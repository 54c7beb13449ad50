// HTTP facade
//
// Thin REST routing over NodeState: every handler is a straight call
// into a node operation plus a JSON rendering of the result. Responses
// carry permissive CORS headers so browser dashboards on other origins
// can poll any node directly.

use std::convert::Infallible;
use std::net::SocketAddr;
use std::sync::Arc;

use http_body_util::{BodyExt, Full};
use hyper::body::{Bytes, Incoming};
use hyper::service::service_fn;
use hyper::{Method, Request, Response, StatusCode};
use hyper_util::rt::TokioIo;
use serde::Deserialize;
use serde_json::{json, Value};
use tokio::net::TcpListener;

use crate::config::RPC_BIND_ADDRESS;
use crate::error::NodeError;
use crate::node::NodeState;
use crate::primitives::transaction::Transaction;

fn json_response(status: StatusCode, body: Value) -> Response<Full<Bytes>> {
    let bytes = serde_json::to_vec(&body).expect("response serialization must not fail");
    Response::builder()
        .status(status)
        .header("Content-Type", "application/json")
        .header("Access-Control-Allow-Origin", "*")
        .header("Access-Control-Allow-Headers", "Content-Type,Authorization")
        .header("Access-Control-Allow-Methods", "GET,PUT,POST,DELETE,OPTIONS")
        .body(Full::new(Bytes::from(bytes)))
        .expect("static response headers are valid")
}

fn bad_request(message: impl std::fmt::Display) -> Response<Full<Bytes>> {
    json_response(StatusCode::BAD_REQUEST, json!({ "message": message.to_string() }))
}

/// Pull one key out of a raw query string.
fn query_param(query: Option<&str>, key: &str) -> Option<String> {
    query?.split('&').find_map(|pair| {
        let (k, v) = pair.split_once('=')?;
        if k == key {
            Some(v.to_string())
        } else {
            None
        }
    })
}

async fn read_json<T: for<'de> Deserialize<'de>>(req: Request<Incoming>) -> Result<T, NodeError> {
    let body = req
        .collect()
        .await
        .map_err(|_| NodeError::BadRequest("unreadable request body".to_string()))?
        .to_bytes();
    serde_json::from_slice(&body).map_err(|e| NodeError::BadRequest(e.to_string()))
}

#[derive(Deserialize)]
struct RegisterPayload {
    nodes: Option<Vec<String>>,
}

async fn handle_mine(state: &NodeState) -> Response<Full<Bytes>> {
    match state.mine().await {
        Ok(outcome) => json_response(
            StatusCode::OK,
            json!({
                "message": "new block forged",
                "block #": outcome.index,
                "difficulty": outcome.difficulty,
                "node_id": state.node_id,
            }),
        ),
        Err(NodeError::MiningBusy) => json_response(
            StatusCode::CONFLICT,
            json!({
                "message": "a mining pass is already running",
                "node_id": state.node_id,
            }),
        ),
        Err(NodeError::StaleMine) => json_response(
            StatusCode::OK,
            json!({
                "message": "chain was replaced while mining; no block appended",
                "node_id": state.node_id,
            }),
        ),
        Err(err) => json_response(
            StatusCode::INTERNAL_SERVER_ERROR,
            json!({ "message": err.to_string(), "node_id": state.node_id }),
        ),
    }
}

async fn handle_new_transaction(
    state: &NodeState,
    req: Request<Incoming>,
) -> Response<Full<Bytes>> {
    let tx: Transaction = match read_json(req).await {
        Ok(tx) => tx,
        Err(err) => return bad_request(err),
    };
    match state
        .new_transaction(tx.sender, tx.recipient, tx.amount)
        .await
    {
        Ok(tx) => json_response(
            StatusCode::OK,
            json!({
                "message": "transaction will be added to the next block after validation",
                "transaction": tx,
                "node_id": state.node_id,
            }),
        ),
        Err(err) => bad_request(err),
    }
}

async fn handle_broadcast_transaction(
    state: &NodeState,
    req: Request<Incoming>,
) -> Response<Full<Bytes>> {
    let tx: Transaction = match read_json(req).await {
        Ok(tx) => tx,
        Err(err) => return bad_request(err),
    };
    if !tx.amount.is_finite() {
        return bad_request("amount must be finite");
    }
    state.broadcast_transaction(&tx).await;
    json_response(
        StatusCode::OK,
        json!({
            "message": "transaction has been broadcasted to the network \
                        and will be added to the next block after validation",
            "transaction": tx,
            "node_id": state.node_id,
        }),
    )
}

async fn handle_register_nodes(
    state: &NodeState,
    req: Request<Incoming>,
) -> Response<Full<Bytes>> {
    let payload: RegisterPayload = match read_json(req).await {
        Ok(payload) => payload,
        Err(err) => return bad_request(err),
    };
    let nodes = payload.nodes.unwrap_or_default();
    let message = if nodes.is_empty() {
        "all available nodes"
    } else {
        "new nodes added"
    };
    let all_nodes = state.register_nodes(&nodes).await;
    json_response(
        StatusCode::OK,
        json!({
            "message": message,
            "all_nodes": all_nodes,
            "node_id": state.node_id,
        }),
    )
}

async fn handle_resolve(state: &NodeState) -> Response<Full<Bytes>> {
    let replaced = state.resolve_conflicts().await;
    let message = if replaced {
        "our chain and pending transactions have been replaced"
    } else {
        "our chain is authoritative"
    };
    json_response(
        StatusCode::OK,
        json!({ "message": message, "node_id": state.node_id }),
    )
}

async fn handle_difficulty_update(
    state: &NodeState,
    query: Option<&str>,
) -> Response<Full<Bytes>> {
    let raw = match query_param(query, "difficulty") {
        Some(raw) => raw,
        None => {
            return json_response(
                StatusCode::OK,
                json!({
                    "message": "current difficulty",
                    "difficulty": state.difficulty().await,
                    "node_id": state.node_id,
                }),
            );
        }
    };
    let difficulty: u8 = match raw.parse() {
        Ok(d) => d,
        Err(_) => return bad_request(format!("invalid difficulty: {raw}")),
    };
    match state.set_difficulty(difficulty).await {
        Ok(d) => json_response(
            StatusCode::OK,
            json!({
                "message": "difficulty has been updated",
                "difficulty": d,
                "node_id": state.node_id,
            }),
        ),
        // out of range: report and leave the current value standing
        Err(err) => json_response(
            StatusCode::OK,
            json!({
                "message": err.to_string(),
                "difficulty": state.difficulty().await,
                "node_id": state.node_id,
            }),
        ),
    }
}

async fn handle_difficulty_broadcast(
    state: &NodeState,
    query: Option<&str>,
) -> Response<Full<Bytes>> {
    let raw = match query_param(query, "difficulty") {
        Some(raw) => raw,
        None => return bad_request("difficulty query parameter is required"),
    };
    let difficulty: u8 = match raw.parse() {
        Ok(d) => d,
        Err(_) => return bad_request(format!("invalid difficulty: {raw}")),
    };
    state.broadcast_difficulty(difficulty).await;
    json_response(
        StatusCode::OK,
        json!({
            "message": "difficulty has been broadcasted to the network",
            "difficulty": difficulty,
            "node_id": state.node_id,
        }),
    )
}

async fn handle_request(
    state: Arc<NodeState>,
    req: Request<Incoming>,
) -> Result<Response<Full<Bytes>>, Infallible> {
    if req.method() == Method::OPTIONS {
        return Ok(json_response(StatusCode::OK, json!({})));
    }

    let path = req.uri().path().to_string();
    let query = req.uri().query().map(str::to_string);

    let response = match (req.method().clone(), path.as_str()) {
        (Method::GET, "/id") => {
            json_response(StatusCode::OK, json!({ "node_id": state.node_id }))
        }
        (Method::GET, "/mine") => handle_mine(&state).await,
        (Method::POST, "/transactions/new") => handle_new_transaction(&state, req).await,
        (Method::POST, "/transactions/broadcast") => {
            handle_broadcast_transaction(&state, req).await
        }
        (Method::GET, "/transactions/pending") => json_response(
            StatusCode::OK,
            json!({
                "message": "pending transactions",
                "pending_transactions": state.pending_transactions().await,
                "node_id": state.node_id,
            }),
        ),
        (Method::GET, "/chain") => {
            let snapshot = state.chain_snapshot().await;
            json_response(
                StatusCode::OK,
                json!({
                    "chain": snapshot.blocks,
                    "length": snapshot.blocks.len(),
                    "effort": snapshot.effort,
                    "node_id": state.node_id,
                }),
            )
        }
        (Method::GET, "/utxo") => json_response(
            StatusCode::OK,
            json!({
                "balances": state.balances().await,
                "node_id": state.node_id,
            }),
        ),
        (Method::POST, "/nodes/register") => handle_register_nodes(&state, req).await,
        (Method::GET, "/nodes/resolve") => handle_resolve(&state).await,
        (Method::GET, "/difficulty/update") => {
            handle_difficulty_update(&state, query.as_deref()).await
        }
        (Method::GET, "/difficulty/broadcast") => {
            handle_difficulty_broadcast(&state, query.as_deref()).await
        }
        _ => json_response(StatusCode::NOT_FOUND, json!({ "message": "not found" })),
    };

    Ok(response)
}

pub async fn start_rpc_server(
    state: Arc<NodeState>,
    port: u16,
) -> Result<(), Box<dyn std::error::Error + Send + Sync>> {
    let addr: SocketAddr = format!("{RPC_BIND_ADDRESS}:{port}").parse()?;
    let listener = TcpListener::bind(addr).await?;

    loop {
        let (stream, _) = listener.accept().await?;
        let state = state.clone();
        tokio::spawn(async move {
            let service = service_fn(move |req| {
                let state = state.clone();
                async move { handle_request(state, req).await }
            });
            let _ = hyper::server::conn::http1::Builder::new()
                .serve_connection(TokioIo::new(stream), service)
                .await;
        });
    }
}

◇ ◇ ◇ ◇

▶ [Task description]:
Copy every line of the listing containing the string "stream".

▶ [Answer to the problem]:
        let (stream, _) = listener.accept().await?;
                .serve_connection(TokioIo::new(stream), service)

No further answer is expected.